В палате будто бы сам воздух дышал свежестью – ныне отворены были окна, откуда веяла прохлада зимняя. На высоком троне восседал государь. Подле Иоанна сидел писец, разложив доску на коленях, да чиркал пером, выводя букву за буквой, по мере того как лилась низкая и звучная речь царя.
С улицы отдалённо доносился шум, но он утопал в мягкой игре деревянной дудки, на которой играл не кто иной, как молодой опричник Фёдор Басманов. Он сидел у окна, и свет лился ему в спину, очерчивая пряди волос шёлковым блеском. Веки Фёдора были приопущены, и взгляд ясно-голубых глаз таился под рядом чёрных чуть изогнутых ресниц. Тонкие пальцы перебирали по музыкальному инструменту, подчиняя потоки мелодии мерному и чистому звучанию.
На руках его поблёскивали драгоценные перстни тонкой работы. Во многих угадывалась рука чужеземных мастеров. Мало кто вглядывался в них, оттого и не помыслил никто, будто бы те перстни, что ныне украшали белые руки, некогда таили сияние своё в царских сокровищницах.
Едва настало утро. Быть может, то и было причиною настроя государева, ещё не отошедшего ото сна. В последнее время всё хуже и хуже почивал Иоанн, не находя покоя до глубокой ночи. Оттого, быть может, и речь его стала медленнее, да молчал Иоанн меж оконченными мыслями, точно пытаясь изловить какую вертлявую идею в собственном разуме.
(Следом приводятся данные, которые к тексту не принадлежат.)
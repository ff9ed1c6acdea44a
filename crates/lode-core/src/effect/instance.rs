// SPDX-License-Identifier: Apache-2.0
// © James Ross Ω FLYING•ROBOTS <https://github.com/flyingrobots>
//! Live effect instances and their replicated snapshot view.
//!
//! Instances hold non-owning actor references by id only; ownership loss is
//! detected by lookup failure during motion, never by back-pointers.

use std::collections::BTreeSet;

use serde::{Deserialize, Serialize};

use crate::contract::{EndPolicy, ReplicationPolicy, ShapeKind};
use crate::coord::{QPoint, QVec};
use crate::patch::ParamMap;

/// Who an effect's position tracks.
#[derive(Debug, Clone, Copy, PartialEq, Eq, Default, Serialize, Deserialize)]
#[serde(rename_all = "lowercase")]
pub enum FollowMode {
    /// Fixed in the world.
    #[default]
    None,
    /// Tracks the owning actor.
    Owner,
    /// Tracks the targeted actor.
    Target,
}

/// Quantized geometry of an instance. The center always applies; the other
/// fields are meaningful per shape.
#[derive(Debug, Clone, Copy, PartialEq, Eq, Default, Serialize, Deserialize)]
pub struct EffectGeometry {
    /// Geometry family.
    pub shape: ShapeKind,
    /// Center x, sub-units.
    pub x: i64,
    /// Center y, sub-units.
    pub y: i64,
    /// Rect half-width, sub-units.
    pub half_w: i64,
    /// Rect half-height, sub-units.
    pub half_h: i64,
    /// Circle/capsule radius, sub-units.
    pub radius: i64,
    /// Segment/capsule endpoint x, sub-units.
    pub x2: i64,
    /// Segment/capsule endpoint y, sub-units.
    pub y2: i64,
}

impl EffectGeometry {
    /// Center as a quantized point.
    #[must_use]
    pub fn center(&self) -> QPoint {
        QPoint::new(self.x, self.y)
    }
}

/// Per-tick motion bookkeeping.
#[derive(Debug, Clone, Copy, PartialEq, Eq, Default, Serialize, Deserialize)]
pub struct MotionState {
    /// Velocity, sub-units per tick.
    pub vel: QVec,
    /// Remaining travel range, sub-units. Linear motion ends at zero.
    pub range_remaining: i64,
    /// Per-tick gravity added to the y velocity (parabolic motion).
    pub gravity: i64,
}

/// Delivery-side state: where the effect is and what it tracks.
#[derive(Debug, Clone, PartialEq, Default, Serialize, Deserialize)]
pub struct DeliveryState {
    /// Quantized geometry.
    pub geometry: EffectGeometry,
    /// Motion bookkeeping.
    pub motion: MotionState,
    /// Actor this effect is anchored to, when any.
    pub attached_actor_id: Option<String>,
    /// Follow mode.
    pub follow: FollowMode,
}

/// Behavior-side state mutated by hooks.
#[derive(Debug, Clone, PartialEq, Default, Serialize, Deserialize)]
pub struct BehaviorState {
    /// Ticks until expiry, mirrored from the end policy.
    pub ticks_remaining: u32,
    /// Hook-defined cooldown counter.
    pub cooldown_ticks: u32,
    /// Total damage dealt through this instance.
    pub accumulated_damage: i64,
    /// Stack count for stacking statuses.
    pub stacks: u32,
    /// Hook-defined extras (e.g. `healthDelta` for burn carriers).
    pub extra: ParamMap,
}

/// A live effect instance.
#[derive(Debug, Clone, PartialEq, Serialize, Deserialize)]
pub struct EffectInstance {
    /// Unique instance id (`effect-N`).
    pub id: String,
    /// Monotonic allocation counter, unique per world run.
    pub entry_id: u64,
    /// Contract type id.
    pub definition_id: String,
    /// Tick the instance spawned.
    pub start_tick: u64,
    /// Tick at which the duration end policy fires.
    pub expires_at: u64,
    /// Delivery-side state.
    pub delivery: DeliveryState,
    /// Behavior-side state.
    pub behavior: BehaviorState,
    /// Integer parameters replicated to clients.
    pub params: ParamMap,
    /// Cosmetic tint hints.
    pub colors: Vec<String>,
    /// Owning actor, by id.
    pub owner_actor_id: Option<String>,
    /// Followed actor, by id (targets for target/visual deliveries).
    pub follow_actor_id: Option<String>,
    /// Replication policy copied from the contract.
    pub replication: ReplicationPolicy,
    /// End policy copied from the contract.
    pub end: EndPolicy,
    /// Actors already hit (pierce bookkeeping).
    pub hit_actors: BTreeSet<String>,
    /// Pierce bound; the instance ends when `hit_actors` exceeds it.
    pub pierce_count: u32,
}

impl EffectInstance {
    /// The replicated snapshot view of this instance.
    #[must_use]
    pub fn snapshot(&self) -> EffectSnapshot {
        EffectSnapshot {
            id: self.id.clone(),
            effect_type: self.definition_id.clone(),
            x: self.delivery.geometry.x,
            y: self.delivery.geometry.y,
            params: self.params.clone(),
            colors: self.colors.clone(),
            owner: self.owner_actor_id.clone(),
            follows: self.follow_actor_id.clone(),
        }
    }
}

/// Replicated view of an effect, carried by spawn events and snapshots.
#[derive(Debug, Clone, PartialEq, Serialize, Deserialize)]
pub struct EffectSnapshot {
    /// Instance id.
    pub id: String,
    /// Contract type id.
    #[serde(rename = "type")]
    pub effect_type: String,
    /// Quantized center x.
    pub x: i64,
    /// Quantized center y.
    pub y: i64,
    /// Integer parameters.
    pub params: ParamMap,
    /// Cosmetic tint hints.
    #[serde(default, skip_serializing_if = "Vec::is_empty")]
    pub colors: Vec<String>,
    /// Owning actor id, when any.
    #[serde(default, skip_serializing_if = "Option::is_none")]
    pub owner: Option<String>,
    /// Followed actor id, when any.
    #[serde(default, skip_serializing_if = "Option::is_none")]
    pub follows: Option<String>,
}

impl EffectSnapshot {
    /// Folds the snapshot into a canonical digest stream.
    pub fn digest_into(&self, h: &mut blake3::Hasher) {
        digest_str(h, &self.id);
        digest_str(h, &self.effect_type);
        h.update(&self.x.to_le_bytes());
        h.update(&self.y.to_le_bytes());
        h.update(&(self.params.len() as u64).to_le_bytes());
        for (key, value) in &self.params {
            digest_str(h, key);
            h.update(&value.to_le_bytes());
        }
        h.update(&(self.colors.len() as u64).to_le_bytes());
        for color in &self.colors {
            digest_str(h, color);
        }
        digest_opt_str(h, self.owner.as_deref());
        digest_opt_str(h, self.follows.as_deref());
    }
}

pub(crate) fn digest_str(h: &mut blake3::Hasher, s: &str) {
    h.update(&(s.len() as u64).to_le_bytes());
    h.update(s.as_bytes());
}

pub(crate) fn digest_opt_str(h: &mut blake3::Hasher, s: Option<&str>) {
    match s {
        Some(s) => {
            h.update(&[1u8]);
            digest_str(h, s);
        }
        None => {
            h.update(&[0u8]);
        }
    }
}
То и дело обращал он взгляд на окно, а быть может, и на слугу своего, что продолжал складывать мелодию. Писец поднимал взгляд на царя, выжидая, чтобы владыка продолжил, но лишь молчание было ему ответом.
Фёдор же изредка обращал взгляд на государя, да, видно, шибко увлёкся музыкою, ибо вот уже не меньше как четверть часа молодой опричник всё лил мелодию свою, точно птица в поле – лишь для собственного слуху да себе на отраду. Медленно Иоанн поднял руку свою, ибо шум во дворе поднялся, что заглушал игру. Обратил взгляд свой царь на окно, и с тем же поднялся Фёдор с места своего да, неспешно потягиваясь, обратил взор свой во двор.
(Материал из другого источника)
// SPDX-License-Identifier: Apache-2.0
// © James Ross Ω FLYING•ROBOTS <https://github.com/flyingrobots>
//! World configuration: threaded through constructors, echoed in every
//! keyframe, and normalized from reset requests. No process-wide singleton;
//! the server binary's composition root owns the only long-lived value.

use serde::{Deserialize, Serialize};
use thiserror::Error;

/// Default simulation rate in ticks per second.
pub const DEFAULT_TICK_RATE: u32 = 15;

/// Full world configuration.
#[derive(Debug, Clone, PartialEq, Serialize, Deserialize)]
#[serde(rename_all = "camelCase", default)]
pub struct WorldConfig {
    /// World width in world units.
    pub width: f64,
    /// World height in world units.
    pub height: f64,
    /// Seed string for all deterministic streams.
    pub seed: String,
    /// Whether to scatter rock obstacles.
    pub obstacles: bool,
    /// How many rock obstacles to scatter.
    pub obstacles_count: u32,
    /// Whether to scatter gold mines.
    pub gold_mines: bool,
    /// How many gold mines to scatter.
    pub gold_mine_count: u32,
    /// Whether to scatter lava pools.
    pub lava: bool,
    /// How many lava pools to scatter.
    pub lava_count: u32,
    /// Whether to spawn NPCs at world init.
    pub npcs: bool,
    /// Goblins to spawn.
    pub goblin_count: u32,
    /// Rats to spawn.
    pub rat_count: u32,
    /// Simulation rate, ticks per second.
    pub tick_rate: u32,
    /// Ticks between periodic keyframes.
    pub keyframe_interval: u32,
    /// Keyframe ring capacity.
    pub max_keyframes: usize,
    /// Keyframe retention age in milliseconds.
    pub max_keyframe_age_ms: u64,
    /// Expected client heartbeat cadence in milliseconds.
    pub heartbeat_interval_ms: u64,
    /// Player movement speed, world units per second.
    pub player_move_speed: f64,
    /// NPC movement speed, world units per second.
    pub npc_move_speed: f64,
    /// Actor collision half-extent in world units.
    pub player_half_extent: f64,
    /// Burn damage while standing in lava, hit points per second.
    pub lava_damage_per_second: i64,
}

impl Default for WorldConfig {
    fn default() -> Self {
        Self {
            width: 2400.0,
            height: 1600.0,
            seed: "prospect".to_owned(),
            obstacles: true,
            obstacles_count: 12,
            gold_mines: true,
            gold_mine_count: 4,
            lava: true,
            lava_count: 2,
            npcs: true,
            goblin_count: 2,
            rat_count: 3,
            tick_rate: DEFAULT_TICK_RATE,
            keyframe_interval: 30,
            max_keyframes: 32,
            max_keyframe_age_ms: 60_000,
            heartbeat_interval_ms: 2_000,
            player_move_speed: 120.0,
            npc_move_speed: 60.0,
            player_half_extent: 10.0,
            lava_damage_per_second: 10,
        }
    }
}

impl WorldConfig {
    /// Seconds per tick.
    #[must_use]
    pub fn tick_duration(&self) -> f64 {
        1.0 / f64::from(self.tick_rate.max(1))
    }

    /// Milliseconds per tick, rounded.
    #[must_use]
    pub fn tick_millis(&self) -> u64 {
        (1000.0 / f64::from(self.tick_rate.max(1))).round() as u64
    }

    /// Converts a duration in seconds to ticks, never below one.
    #[must_use]
    pub fn duration_to_ticks(&self, seconds: f64) -> u32 {
        let ticks = (seconds * f64::from(self.tick_rate.max(1))).round() as i64;
        ticks.max(1) as u32
    }

    /// Heartbeat timeout: disconnect after three missed intervals.
    #[must_use]
    pub fn disconnect_after_ms(&self) -> u64 {
        self.heartbeat_interval_ms.saturating_mul(3)
    }

    /// Validates values a running world cannot tolerate.
    ///
    /// # Errors
    /// [`ConfigError`] naming the first offending field.
    pub fn validate(&self) -> Result<(), ConfigError> {
        if !(self.width.is_finite() && self.width > 0.0)
            || !(self.height.is_finite() && self.height > 0.0)
        {
            return Err(ConfigError::InvalidBounds);
        }
        if self.tick_rate == 0 {
            return Err(ConfigError::InvalidTickRate);
        }
        if self.max_keyframes == 0 {
            return Err(ConfigError::InvalidKeyframeRing);
        }
        if self.seed.is_empty() {
            return Err(ConfigError::EmptySeed);
        }
        Ok(())
    }
}

/// Startup configuration failures. Fatal: the process aborts.
#[derive(Debug, Error, PartialEq, Eq)]
pub enum ConfigError {
    /// Non-positive or non-finite world extent.
    #[error("world bounds must be positive and finite")]
    InvalidBounds,
    /// Zero tick rate.
    #[error("tick rate must be at least 1")]
    InvalidTickRate,
    /// Zero-capacity keyframe ring.
    #[error("keyframe ring needs at least one frame")]
    InvalidKeyframeRing,
    /// Empty seed string.
    #[error("world seed must be non-empty")]
    EmptySeed,
}

/// Body of `POST /world/reset`: every field optional, falling back to the
/// current config.
#[derive(Debug, Clone, Default, PartialEq, Serialize, Deserialize)]
#[serde(rename_all = "camelCase", default)]
pub struct ResetRequest {
    /// Scatter rock obstacles.
    pub obstacles: Option<bool>,
    /// Rock obstacle count.
    pub obstacles_count: Option<u32>,
    /// Scatter gold mines.
    pub gold_mines: Option<bool>,
    /// Gold mine count.
    pub gold_mine_count: Option<u32>,
    /// Spawn NPCs.
    pub npcs: Option<bool>,
    /// Goblin count.
    pub goblin_count: Option<u32>,
    /// Rat count.
    pub rat_count: Option<u32>,
    /// Legacy total NPC count; splits two-thirds rats, one-third goblins
    /// when the per-type counts are absent.
    pub npc_count: Option<u32>,
    /// Scatter lava pools.
    pub lava: Option<bool>,
    /// Lava pool count.
    pub lava_count: Option<u32>,
    /// New seed string.
    pub seed: Option<String>,
    /// New world width.
    pub width: Option<f64>,
    /// New world height.
    pub height: Option<f64>,
}

impl ResetRequest {
    /// Produces the normalized config for a reset on top of `current`.
    #[must_use]
    pub fn normalize(&self, current: &WorldConfig) -> WorldConfig {
        let mut next = current.clone();
        if let Some(v) = self.obstacles {
            next.obstacles = v;
        }
        if let Some(v) = self.obstacles_count {
            next.obstacles_count = v;
        }
        if let Some(v) = self.gold_mines {
            next.gold_mines = v;
        }
        if let Some(v) = self.gold_mine_count {
            next.gold_mine_count = v;
        }
        if let Some(v) = self.npcs {
            next.npcs = v;
        }
        match (self.goblin_count, self.rat_count, self.npc_count) {
            (Some(g), Some(r), _) => {
                next.goblin_count = g;
                next.rat_count = r;
            }
            (Some(g), None, _) => next.goblin_count = g,
            (None, Some(r), _) => next.rat_count = r,
            (None, None, Some(total)) => {
                next.rat_count = total * 2 / 3;
                next.goblin_count = total - next.rat_count;
            }
            (None, None, None) => {}
        }
        if let Some(v) = self.lava {
            next.lava = v;
        }
        if let Some(v) = self.lava_count {
            next.lava_count = v;
        }
        if let Some(v) = &self.seed {
            if !v.is_empty() {
                next.seed.clone_from(v);
            }
        }
        if let Some(v) = self.width {
            if v.is_finite() && v > 0.0 {
                next.width = v;
            }
        }
        if let Some(v) = self.height {
            if v.is_finite() && v > 0.0 {
                next.height = v;
            }
        }
        next
    }
}

#[cfg(test)]
mod tests {
    use super::*;

    #[test]
    fn default_config_validates() {
        WorldConfig::default().validate().unwrap();
    }

    #[test]
    fn duration_to_ticks_has_a_floor_of_one() {
        let config = WorldConfig::default();
        assert_eq!(config.duration_to_ticks(0.0), 1);
        assert_eq!(config.duration_to_ticks(-1.0), 1);
        assert_eq!(config.duration_to_ticks(1.0), 15);
        assert_eq!(config.duration_to_ticks(3.0), 45);
        assert_eq!(config.duration_to_ticks(0.2), 3);
    }

    #[test]
    fn reset_splits_legacy_npc_count() {
        let current = WorldConfig::default();
        let req = ResetRequest {
            npc_count: Some(9),
            ..ResetRequest::default()
        };
        let next = req.normalize(&current);
        assert_eq!(next.rat_count, 6);
        assert_eq!(next.goblin_count, 3);
    }

    #[test]
    fn reset_ignores_degenerate_dimensions() {
        let current = WorldConfig::default();
        let req = ResetRequest {
            width: Some(-5.0),
            height: Some(f64::NAN),
            seed: Some(String::new()),
            ..ResetRequest::default()
        };
        let next = req.normalize(&current);
        assert_eq!(next.width, current.width);
        assert_eq!(next.height, current.height);
        assert_eq!(next.seed, current.seed);
    }

    #[test]
    fn validate_rejects_zero_tick_rate() {
        let config = WorldConfig {
            tick_rate: 0,
            ..WorldConfig::default()
        };
        assert_eq!(config.validate(), Err(ConfigError::InvalidTickRate));
    }
}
Туда нынче вновь дети-крепостные набежали. Снегу выпало многим выше головы – вот раздолье-то! Ребятня тотчас же предалась забавам – да как давай снежками перекидываться!
Усмехнулся Фёдор, опираясь руками на подоконник. Детвора по двору так и шныряла. Порой разбегались проказники, ежели конюхи прикрикивали на сорванцов, мол, лошадям неспокойно ото всей возни той. Ребята отбегали, да лишь до поры до времени – и вот они вновь резвятся, верно, даже не ведая, что они под окнами самого государя забавляются. Улыбнулся Басманов, глядя вниз на детвору.
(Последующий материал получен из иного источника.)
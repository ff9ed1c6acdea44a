// SPDX-License-Identifier: Apache-2.0
// © James Ross Ω FLYING•ROBOTS <https://github.com/flyingrobots>
//! Effect intents: the manager's input vocabulary.
//!
//! Every gameplay system that wants an effect builds an intent in world
//! units; the constructors quantize geometry and write integer params so
//! everything downstream is deterministic.

use crate::actor::{Actor, Facing};
use crate::contract::{
    EFFECT_ATTACK, EFFECT_BLOOD_SPLATTER, EFFECT_BURNING_TICK, EFFECT_BURNING_VISUAL,
    EFFECT_FIREBALL,
};
use crate::coord::{quantize_world, QVec};
use crate::effect::instance::{EffectGeometry, FollowMode, MotionState};
use crate::patch::ParamMap;

/// Melee swing reach in world units.
pub const MELEE_RANGE: f64 = 40.0;
/// Melee swing width in world units.
pub const MELEE_WIDTH: f64 = 30.0;
/// Melee health delta per hit (negative damages).
pub const MELEE_HEALTH_DELTA: i64 = -10;
/// Melee cooldown in ticks.
pub const MELEE_COOLDOWN_TICKS: u32 = 15;

/// Projectile template: the tunable half of a projectile intent.
#[derive(Debug, Clone, PartialEq)]
pub struct ProjectileTemplate {
    /// Contract type id.
    pub effect_type: String,
    /// Muzzle speed, world units per second.
    pub speed: f64,
    /// Collision radius, world units.
    pub radius: f64,
    /// Maximum travel, world units.
    pub range: f64,
    /// Health delta applied on hit (negative damages).
    pub health_delta: i64,
    /// Lifetime in ticks.
    pub lifetime_ticks: u32,
    /// Cooldown in ticks.
    pub cooldown_ticks: u32,
}

impl ProjectileTemplate {
    /// The standard fireball template.
    #[must_use]
    pub fn fireball() -> Self {
        Self {
            effect_type: EFFECT_FIREBALL.to_owned(),
            speed: 180.0,
            radius: 10.0,
            range: 240.0,
            health_delta: -25,
            lifetime_ticks: 45,
            cooldown_ticks: 30,
        }
    }
}

/// A request for the manager to create one effect instance.
#[derive(Debug, Clone, PartialEq)]
pub struct EffectIntent {
    /// Contract type id.
    pub effect_type: String,
    /// Owning actor, by id.
    pub owner_actor_id: Option<String>,
    /// Followed actor, by id.
    pub follow_actor_id: Option<String>,
    /// Follow mode for the instance.
    pub follow: FollowMode,
    /// Quantized spawn geometry.
    pub geometry: EffectGeometry,
    /// Initial motion state.
    pub motion: MotionState,
    /// Integer params replicated to clients.
    pub params: ParamMap,
    /// Cosmetic tint hints.
    pub colors: Vec<String>,
    /// Lifetime in ticks, at least one.
    pub lifetime_ticks: u32,
}

fn facing_offsets(facing: Facing, reach: f64, width: f64) -> (f64, f64, f64, f64) {
    // (center_dx, center_dy, half_w, half_h) of a reach×width box in front.
    let (dx, dy) = facing.as_vec();
    if dy == 0.0 {
        (dx * reach / 2.0, 0.0, reach / 2.0, width / 2.0)
    } else {
        (0.0, dy * reach / 2.0, width / 2.0, reach / 2.0)
    }
}

impl EffectIntent {
    /// Melee swing in front of `owner`, anchored at its current facing.
    #[must_use]
    pub fn melee(owner: &Actor) -> Self {
        let (cdx, cdy, half_w, half_h) = facing_offsets(owner.facing, MELEE_RANGE, MELEE_WIDTH);
        let mut params = ParamMap::new();
        params.insert("healthDelta".to_owned(), MELEE_HEALTH_DELTA);
        params.insert("range".to_owned(), quantize_world(MELEE_RANGE));
        params.insert("width".to_owned(), quantize_world(MELEE_WIDTH));
        Self {
            effect_type: EFFECT_ATTACK.to_owned(),
            owner_actor_id: Some(owner.id.clone()),
            follow_actor_id: None,
            follow: FollowMode::None,
            geometry: EffectGeometry {
                x: quantize_world(owner.x + cdx),
                y: quantize_world(owner.y + cdy),
                half_w: quantize_world(half_w),
                half_h: quantize_world(half_h),
                ..EffectGeometry::default()
            },
            motion: MotionState::default(),
            params,
            colors: Vec::new(),
            lifetime_ticks: 3,
        }
    }

    /// Projectile launched from `owner` along its facing.
    #[must_use]
    pub fn projectile(owner: &Actor, template: &ProjectileTemplate, tick_rate: u32) -> Self {
        let (dx, dy) = owner.facing.as_vec();
        let per_tick = template.speed / f64::from(tick_rate.max(1));
        // Muzzle offset: spawn just outside the owner's body.
        let muzzle = 14.0;
        let mut params = ParamMap::new();
        params.insert("healthDelta".to_owned(), template.health_delta);
        params.insert("radius".to_owned(), quantize_world(template.radius));
        params.insert("speed".to_owned(), quantize_world(per_tick));
        params.insert("range".to_owned(), quantize_world(template.range));
        params.insert("dx".to_owned(), dx as i64);
        params.insert("dy".to_owned(), dy as i64);
        Self {
            effect_type: template.effect_type.clone(),
            owner_actor_id: Some(owner.id.clone()),
            follow_actor_id: None,
            follow: FollowMode::None,
            geometry: EffectGeometry {
                shape: crate::contract::ShapeKind::Circle,
                x: quantize_world(owner.x + dx * muzzle),
                y: quantize_world(owner.y + dy * muzzle),
                radius: quantize_world(template.radius),
                ..EffectGeometry::default()
            },
            motion: MotionState {
                vel: QVec::new(
                    quantize_world(dx * per_tick),
                    quantize_world(dy * per_tick),
                ),
                range_remaining: quantize_world(template.range),
                gravity: 0,
            },
            params,
            colors: Vec::new(),
            lifetime_ticks: template.lifetime_ticks.max(1),
        }
    }

    /// Follow-visual anchored to `target` for `lifetime_ticks`.
    #[must_use]
    pub fn status_visual(
        target: &Actor,
        source_id: Option<&str>,
        effect_type: &str,
        lifetime_ticks: u32,
    ) -> Self {
        let mut params = ParamMap::new();
        params.insert("remaining".to_owned(), i64::from(lifetime_ticks.max(1)));
        Self {
            effect_type: effect_type.to_owned(),
            owner_actor_id: source_id.map(str::to_owned),
            follow_actor_id: Some(target.id.clone()),
            follow: FollowMode::Target,
            geometry: EffectGeometry {
                x: quantize_world(target.x),
                y: quantize_world(target.y),
                half_w: quantize_world(12.0),
                half_h: quantize_world(12.0),
                ..EffectGeometry::default()
            },
            motion: MotionState::default(),
            params,
            colors: vec!["#ff6a00".to_owned()],
            lifetime_ticks: lifetime_ticks.max(1),
        }
    }

    /// One-tick burn damage carrier for `target`.
    ///
    /// `health_delta` is negative; it lands in `behaviorState.extra` via
    /// params so the damage hook resolves it without recomputation.
    #[must_use]
    pub fn burning_tick(target: &Actor, source_id: Option<&str>, health_delta: i64) -> Self {
        let mut params = ParamMap::new();
        params.insert("healthDelta".to_owned(), health_delta);
        Self {
            effect_type: EFFECT_BURNING_TICK.to_owned(),
            owner_actor_id: source_id.map(str::to_owned),
            follow_actor_id: Some(target.id.clone()),
            follow: FollowMode::Target,
            geometry: EffectGeometry {
                x: quantize_world(target.x),
                y: quantize_world(target.y),
                half_w: quantize_world(8.0),
                half_h: quantize_world(8.0),
                ..EffectGeometry::default()
            },
            motion: MotionState::default(),
            params,
            colors: Vec::new(),
            lifetime_ticks: 1,
        }
    }

    /// Client-managed blood decal centered on `target`.
    #[must_use]
    pub fn blood_splatter(source_id: Option<&str>, target: &Actor) -> Self {
        let mut params = ParamMap::new();
        params.insert("radius".to_owned(), quantize_world(9.0));
        Self {
            effect_type: EFFECT_BLOOD_SPLATTER.to_owned(),
            owner_actor_id: source_id.map(str::to_owned),
            follow_actor_id: None,
            follow: FollowMode::None,
            geometry: EffectGeometry {
                x: quantize_world(target.x),
                y: quantize_world(target.y),
                half_w: quantize_world(9.0),
                half_h: quantize_world(9.0),
                ..EffectGeometry::default()
            },
            motion: MotionState::default(),
            params,
            colors: vec!["#7a0e0e".to_owned()],
            lifetime_ticks: 18,
        }
    }

    /// The burning follow-visual for a condition lasting `lifetime_ticks`.
    #[must_use]
    pub fn burning_visual(target: &Actor, source_id: Option<&str>, lifetime_ticks: u32) -> Self {
        Self::status_visual(target, source_id, EFFECT_BURNING_VISUAL, lifetime_ticks)
    }
}

#[cfg(test)]
mod tests {
    use super::*;
    use crate::item::Inventory;

    fn actor_at(x: f64, y: f64, facing: Facing) -> Actor {
        let mut actor = Actor::new("a-1".to_owned(), x, y, 100, Inventory::with_capacity(4));
        actor.facing = facing;
        actor
    }

    #[test]
    fn melee_swing_sits_in_front_of_owner() {
        let owner = actor_at(100.0, 100.0, Facing::Right);
        let intent = EffectIntent::melee(&owner);
        assert!(intent.geometry.x > quantize_world(100.0));
        assert_eq!(intent.geometry.y, quantize_world(100.0));
        assert_eq!(intent.params["healthDelta"], MELEE_HEALTH_DELTA);
    }

    #[test]
    fn melee_swing_rotates_with_facing() {
        let owner = actor_at(100.0, 100.0, Facing::Up);
        let intent = EffectIntent::melee(&owner);
        assert!(intent.geometry.y < quantize_world(100.0));
        // Up/down swings are taller than wide.
        assert!(intent.geometry.half_h > intent.geometry.half_w);
    }

    #[test]
    fn projectile_velocity_matches_facing() {
        let owner = actor_at(0.0, 0.0, Facing::Left);
        let intent = EffectIntent::projectile(&owner, &ProjectileTemplate::fireball(), 15);
        assert!(intent.motion.vel.x < 0);
        assert_eq!(intent.motion.vel.y, 0);
        assert!(intent.motion.range_remaining > 0);
    }

    #[test]
    fn burning_tick_is_single_tick_and_negative() {
        let target = actor_at(0.0, 0.0, Facing::Down);
        let intent = EffectIntent::burning_tick(&target, Some("lava"), -2);
        assert_eq!(intent.lifetime_ticks, 1);
        assert_eq!(intent.params["healthDelta"], -2);
    }
}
– Пущай беснуются, – с улыбкой ответил царь, уж отчётливо разбирая ребячий звонкий смех. – Уж кому, как не детям, на потеху снег сыплется с небес.
Басманов обернулся да украдкой взглянул на государя и вновь обратился к окну. На выступ, на который ставни опирались, выпало немало снега – столь много, что молодой опричник, едва закатав рукава одеянья своего, зачерпнул горсть, принявшись комкать снежок.
– Ей-богу, как мальчишка! – пригрозил Иоанн, да больше в том голосе было смеху, нежели истинного наказанья.
Опёршись на руку, наблюдал владыка, как слуга его, слыша нареканья государя, замахнулся да и кинул снежок прямо в шапку одного из ребятишек, что веселились во дворе. Тотчас же средь детей началась перепалка, ибо уж объявили, будто бы сменилась игра, и хватит уж снежками бросаться. В ответ на возражение кто-то словил ещё снежок, едва ли не за шиворот – тут и возобновилась возня – дети вновь попрятались, кто где – да айда вновь перекидываться да пересмеиваться.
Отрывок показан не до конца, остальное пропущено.